[Saved entries]
= = = =
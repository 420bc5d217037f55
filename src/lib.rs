// Copyright (c) 2025 Varshith Gudur. Licensed under AGPLv3.
//! trunk-kernel: the deterministic core of Trunk.
//!
//! Event types, the soil economy formulas, the replay fold that turns an event
//! log into [`state::DerivedState`], and the validate/sanitize gate for
//! externally supplied data. Everything here is synchronous and free of I/O so
//! that every client derives the same state from the same log.

pub mod config;
pub mod error;
pub mod time;
pub mod types;
pub mod event;
pub mod formula;
pub mod state;
pub mod replay;
pub mod resources;
pub mod validate;
pub mod export;
pub mod verify;

pub use config::ResourceConfig;
pub use error::{KernelError, KernelResult};
pub use event::{EventPayload, EventRow, TrunkEvent};
pub use replay::{derive, derive_state, Derivation};
pub use state::DerivedState;

#[cfg(test)]
mod tests;
// Copyright (c) 2025 Varshith Gudur. Licensed under AGPLv3.
use chrono::{DateTime, Duration, Utc};

/// Elapsed share of a season, clamped to `[0, 1]`. A zero-length season is
/// immediately complete.
pub fn progress(planted_at: DateTime<Utc>, duration: Duration, now: DateTime<Utc>) -> f64 {
    let total = duration.num_milliseconds();
    if total <= 0 {
        return 1.0;
    }
    let elapsed = (now - planted_at).num_milliseconds();
    (elapsed as f64 / total as f64).clamp(0.0, 1.0)
}

#[cfg(test)]
mod tests {
    use super::*;

    #[test]
    fn test_progress_clamped() {
        let planted = DateTime::<Utc>::from_timestamp(1_700_000_000, 0).unwrap();
        let season = Duration::days(14);
        assert_eq!(progress(planted, season, planted - Duration::days(1)), 0.0);
        assert_eq!(progress(planted, season, planted + Duration::days(7)), 0.5);
        assert_eq!(progress(planted, season, planted + Duration::days(30)), 1.0);
        assert_eq!(progress(planted, Duration::zero(), planted), 1.0);
    }
}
= = = =
What this exercise asks for is every line of the data above with the word "total".

    let total = duration.num_milliseconds();
    if total <= 0 {
    (elapsed as f64 / total as f64).clamp(0.0, 1.0)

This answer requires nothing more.